Instructions for the task :: Set down, please, without alteration, the lines of the entries below from the first through the one containing "use tokio_tungstenite::tungstenite::handshake::client::Request;".

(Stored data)
//! WebSocket connector for the realtime dialogue service.

use std::sync::Arc;
use std::time::Duration;

use bytes::Bytes;
use futures_util::{SinkExt, StreamExt};
use serde_json::json;
use tokio::sync::mpsc;
use tokio_tungstenite::tungstenite::client::IntoClientRequest;
use tokio_tungstenite::tungstenite::handshake::client::Request;
use tokio_tungstenite::tungstenite::http::HeaderValue;
use tokio_tungstenite::tungstenite::protocol::Message;
use tracing::{debug, error, info, warn};
use uuid::Uuid;

use super::gate::{OutboundGate, Outbound};
use super::{UpstreamConnect, UpstreamEvent, UpstreamEventCallback, UpstreamLink};
use crate::config::UpstreamConfig;
use crate::core::error::{RelayError, RelayResult};
use crate::core::protocol::{ClientEvent, Frame};

/// Upper bound on the TCP + TLS + upgrade handshake.
const CONNECT_TIMEOUT: Duration = Duration::from_secs(10);

pub const HEADER_APP_ID: &str = "X-Api-App-ID";
pub const HEADER_ACCESS_KEY: &str = "X-Api-Access-Key";
pub const HEADER_RESOURCE_ID: &str = "X-Api-Resource-Id";
pub const HEADER_APP_KEY: &str = "X-Api-App-Key";
pub const HEADER_CONNECT_ID: &str = "X-Api-Connect-Id";

/// Opens authenticated sockets to the dialogue service.
#[derive(Debug, Clone)]
pub struct DoubaoConnector {
    config: Arc<UpstreamConfig>,
}

impl DoubaoConnector {
    pub fn new(config: Arc<UpstreamConfig>) -> Self {
        Self { config }
    }

    /// Build the upgrade request with authentication headers and a fresh
    /// connect ID.
    pub fn build_request(&self) -> RelayResult<Request> {
        let mut request = self
            .config
            .url
            .as_str()
            .into_client_request()
            .map_err(|e| RelayError::UpstreamFailure(format!("Invalid upstream URL: {e}")))?;

        let connect_id = Uuid::new_v4().to_string();
        let headers = request.headers_mut();
        headers.insert(HEADER_APP_ID, header_value(&self.config.app_id)?);
        headers.insert(HEADER_ACCESS_KEY, header_value(&self.config.access_token)?);
        headers.insert(HEADER_RESOURCE_ID, header_value(&self.config.resource_id)?);
        headers.insert(HEADER_APP_KEY, header_value(&self.config.app_key)?);
        headers.insert(HEADER_CONNECT_ID, header_value(&connect_id)?);

        Ok(request)
    }
}

fn header_value(value: &str) -> RelayResult<HeaderValue> {
    HeaderValue::from_str(value)
        .map_err(|e| RelayError::UpstreamFailure(format!("Invalid header value: {e}")))
}

impl UpstreamConnect for DoubaoConnector {
    fn connect(&self, on_event: UpstreamEventCallback) -> Box<dyn UpstreamLink> {
        let (gate, rx) = OutboundGate::new();
        let gate = Arc::new(gate);
        let request = self.build_request();

        tokio::spawn(run_link(request, gate.clone(), rx, on_event));

        Box::new(DoubaoLink { gate })
    }
}

/// Session-side handle of a dialogue service socket.
#[derive(Debug)]
pub struct DoubaoLink {
    gate: Arc<OutboundGate>,
}

impl UpstreamLink for DoubaoLink {
    fn submit(&self, frame: Bytes) -> RelayResult<()> {
        self.gate.submit(frame)
    }

    fn close(&self) {
        self.gate.close();
    }

    fn is_open(&self) -> bool {
        self.gate.is_open()
    }
}

impl Drop for DoubaoLink {
    fn drop(&mut self) {
        self.gate.close();
    }
}

/// Drive one socket until either side closes it.
async fn run_link(
    request: RelayResult<Request>,
    gate: Arc<OutboundGate>,
    mut rx: mpsc::Receiver<Outbound>,
    on_event: UpstreamEventCallback,
) {
    let fail = |reason: String| {
        gate.close();
        on_event(UpstreamEvent::Failed(reason))
    };

    let request = match request {
        Ok(request) => request,
        Err(e) => {
            error!("Cannot build upstream request: {}", e);
            fail(e.to_string()).await;
            return;
        }
    };

    let connect = tokio_tungstenite::connect_async(request);
    let ws_stream = match tokio::time::timeout(CONNECT_TIMEOUT, connect).await {
        Ok(Ok((ws_stream, _response))) => ws_stream,
        Ok(Err(e)) => {
            error!("Failed to connect to dialogue service: {}", e);
            fail(format!("Failed to connect to dialogue service: {e}")).await;
            return;
        }
        Err(_) => {
            error!("Timed out connecting to dialogue service");
            fail("Timed out connecting to dialogue service".to_string()).await;
            return;
        }
    };

    let (mut ws_sink, mut ws_stream) = ws_stream.split();

    let handshake = Frame::client_event(ClientEvent::StartConnection, None, json!({})).encode();
    match gate.open(handshake) {
        Ok(flushed) => {
            info!(flushed, "Connected to dialogue service");
        }
        Err(e) => {
            // Session gave up while the socket was opening
            debug!("Upstream link closed before open: {}", e);
            let _ = ws_sink.close().await;
            return;
        }
    }
    on_event(UpstreamEvent::Opened).await;

    loop {
        tokio::select! {
            // Frames queued ahead of a close still go out first
            biased;

            outbound = rx.recv() => match outbound {
                Some(Outbound::Frame(data)) => {
                    if let Err(e) = ws_sink.send(Message::Binary(data)).await {
                        error!("Failed to send upstream frame: {}", e);
                        fail(format!("Upstream send failed: {e}")).await;
                        return;
                    }
                }
                Some(Outbound::Close) | None => {
                    debug!("Closing upstream socket");
                    let _ = ws_sink.close().await;
                    gate.close();
                    on_event(UpstreamEvent::Closed).await;
                    return;
                }
            },

            _ = gate.closed() => {
                debug!("Upstream link closed by session");
                let _ = ws_sink.close().await;
                on_event(UpstreamEvent::Closed).await;
                return;
            }

            inbound = ws_stream.next() => match inbound {
                Some(Ok(Message::Binary(data))) => {
                    on_event(UpstreamEvent::Frame(data)).await;
                }
                Some(Ok(Message::Text(text))) => {
                    debug!("Ignoring text frame from dialogue service: {}", text.as_str());
                }
                Some(Ok(Message::Ping(data))) => {
                    if let Err(e) = ws_sink.send(Message::Pong(data)).await {
                        warn!("Failed to send pong: {}", e);
                    }
                }
                Some(Ok(Message::Close(frame))) => {
                    info!("Dialogue service closed the socket: {:?}", frame);
                    gate.close();
                    on_event(UpstreamEvent::Closed).await;
                    return;
                }
                Some(Ok(_)) => {}
                Some(Err(e)) => {
                    error!("Upstream socket error: {}", e);
                    fail(format!("Upstream socket error: {e}")).await;
                    return;
                }
                None => {
                    info!("Upstream stream ended");
                    gate.close();
                    on_event(UpstreamEvent::Closed).await;
                    return;
                }
            },
        }
    }
}

#[cfg(test)]
mod tests {
    use super::*;
    use zeroize::Zeroizing;

    fn test_config(url: &str) -> Arc<UpstreamConfig> {
        Arc::new(UpstreamConfig {
            url: url.to_string(),
            app_id: "app-123".to_string(),
            access_token: Zeroizing::new("token-abc".to_string()),
            ..Default::default()
        })
    }

    fn collecting_callback() -> (UpstreamEventCallback, mpsc::UnboundedReceiver<UpstreamEvent>) {
        let (tx, rx) = mpsc::unbounded_channel();
        let callback: UpstreamEventCallback = Arc::new(move |event| {
            let tx = tx.clone();
            Box::pin(async move {
                let _ = tx.send(event);
            })
        });
        (callback, rx)
    }

    #[test]
    fn test_build_request_headers() {
        let connector = DoubaoConnector::new(test_config("wss://example.com/api/v3/realtime"));
        let request = connector.build_request().unwrap();
        let headers = request.headers();

        assert_eq!(headers[HEADER_APP_ID], "app-123");
        assert_eq!(headers[HEADER_ACCESS_KEY], "token-abc");
        assert_eq!(headers[HEADER_RESOURCE_ID], "volc.speech.dialog");
        assert_eq!(headers[HEADER_APP_KEY], crate::config::DEFAULT_APP_KEY);

        let connect_id = headers[HEADER_CONNECT_ID].to_str().unwrap();
        assert!(Uuid::parse_str(connect_id).is_ok());
    }

    #[test]
    fn test_connect_id_is_fresh() {
        let connector = DoubaoConnector::new(test_config("wss://example.com/dialogue"));
        let first = connector.build_request().unwrap();
        let second = connector.build_request().unwrap();
        assert_ne!(
            first.headers()[HEADER_CONNECT_ID],
            second.headers()[HEADER_CONNECT_ID]
        );
    }

    #[test]
    fn test_build_request_invalid_url() {
        let connector = DoubaoConnector::new(test_config("not a url"));
        assert!(matches!(
            connector.build_request(),
            Err(RelayError::UpstreamFailure(_))
        ));
    }

    #[tokio::test]
    async fn test_connect_refused_reports_failure() {
        // Bind then drop to get a port nobody listens on
        let listener = tokio::net::TcpListener::bind("127.0.0.1:0").await.unwrap();
        let addr = listener.local_addr().unwrap();
        drop(listener);

        let connector = DoubaoConnector::new(test_config(&format!("ws://{addr}/dialogue")));
        let (callback, mut events) = collecting_callback();
        let link = connector.connect(callback);

        // Submitted before open, never delivered
        link.submit(Bytes::from_static(b"queued")).unwrap();

        let event = tokio::time::timeout(Duration::from_secs(5), events.recv())
            .await
            .unwrap()
            .unwrap();
        assert!(matches!(event, UpstreamEvent::Failed(_)));
        assert!(!link.is_open());
        assert!(link.submit(Bytes::from_static(b"late")).is_err());
    }
}
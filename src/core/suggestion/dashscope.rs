//! DashScope text-generation client used to write read-aloud suggestions.

use async_trait::async_trait;
use reqwest::Client;
use serde::Serialize;
use serde_json::Value;
use tracing::debug;
use zeroize::Zeroizing;

use crate::config::SuggestionConfig;
use crate::core::error::{RelayError, RelayResult};

const SYSTEM_PROMPT: &str = "You are an English speaking-practice assistant. The user gives you one line \
of English conversation and you write a natural, concrete English answer to it. Keep the answer simple \
and easy to read aloud for a beginner. Output only the English answer with no explanation.";

/// A single-shot text completion service.
#[async_trait]
pub trait TextCompletion: Send + Sync {
    /// Produce a short answer the user could say back to `utterance`.
    async fn complete(&self, utterance: &str) -> RelayResult<String>;
}

#[derive(Debug, Serialize)]
struct GenerationRequest<'a> {
    model: &'a str,
    input: GenerationInput<'a>,
    parameters: GenerationParameters,
}

#[derive(Debug, Serialize)]
struct GenerationInput<'a> {
    messages: Vec<ChatMessage<'a>>,
}

#[derive(Debug, Serialize)]
struct ChatMessage<'a> {
    role: &'static str,
    content: std::borrow::Cow<'a, str>,
}

#[derive(Debug, Serialize)]
struct GenerationParameters {
    temperature: f32,
    result_format: &'static str,
}

/// Client for the DashScope `text-generation/generation` endpoint.
pub struct DashScopeClient {
    http_client: Client,
    endpoint: String,
    api_key: Zeroizing<String>,
    model: String,
    temperature: f32,
}

impl DashScopeClient {
    pub fn new(http_client: Client, config: &SuggestionConfig, api_key: Zeroizing<String>) -> Self {
        Self {
            http_client,
            endpoint: config.endpoint.clone(),
            api_key,
            model: config.model.clone(),
            temperature: config.temperature,
        }
    }

    fn request_body<'a>(&'a self, utterance: &'a str) -> GenerationRequest<'a> {
        GenerationRequest {
            model: &self.model,
            input: GenerationInput {
                messages: vec![
                    ChatMessage {
                        role: "system",
                        content: SYSTEM_PROMPT.into(),
                    },
                    ChatMessage {
                        role: "user",
                        content: format!(
                            "The other person said: \"{utterance}\". Give a natural English answer (one or two sentences):"
                        )
                        .into(),
                    },
                ],
            },
            parameters: GenerationParameters {
                temperature: self.temperature,
                result_format: "message",
            },
        }
    }
}

/// Pull the completion text out of a response body.
///
/// Checks `output.choices[0].message.content`, then `output.text`, then
/// `choices[0].message.content`.
pub fn completion_text(body: &Value) -> Option<&str> {
    [
        "/output/choices/0/message/content",
        "/output/text",
        "/choices/0/message/content",
    ]
    .iter()
    .filter_map(|path| body.pointer(path).and_then(Value::as_str))
    .map(str::trim)
    .find(|text| !text.is_empty())
}

#[async_trait]
impl TextCompletion for DashScopeClient {
    async fn complete(&self, utterance: &str) -> RelayResult<String> {
        let response = self
            .http_client
            .post(&self.endpoint)
            .bearer_auth(self.api_key.as_str())
            .json(&self.request_body(utterance))
            .send()
            .await
            .map_err(|e| RelayError::SuggestionServiceFailure(format!("Request failed: {e}")))?;

        let status = response.status();
        let response_text = response.text().await.map_err(|e| {
            RelayError::SuggestionServiceFailure(format!("Failed to read response: {e}"))
        })?;

        if !status.is_success() {
            return Err(RelayError::SuggestionServiceFailure(format!(
                "DashScope API error ({status}): {response_text}"
            )));
        }

        let body: Value = serde_json::from_str(&response_text).map_err(|e| {
            RelayError::SuggestionServiceFailure(format!("Invalid response body: {e}"))
        })?;

        let text = completion_text(&body).ok_or_else(|| {
            RelayError::SuggestionServiceFailure("Response carried no completion".to_string())
        })?;

        debug!("Completion generated: {} characters", text.len());
        Ok(text.to_string())
    }
}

Result ::
//! WebSocket connector for the realtime dialogue service.

use std::sync::Arc;
use std::time::Duration;

use bytes::Bytes;
use futures_util::{SinkExt, StreamExt};
use serde_json::json;
use tokio::sync::mpsc;
use tokio_tungstenite::tungstenite::client::IntoClientRequest;
use tokio_tungstenite::tungstenite::handshake::client::Request;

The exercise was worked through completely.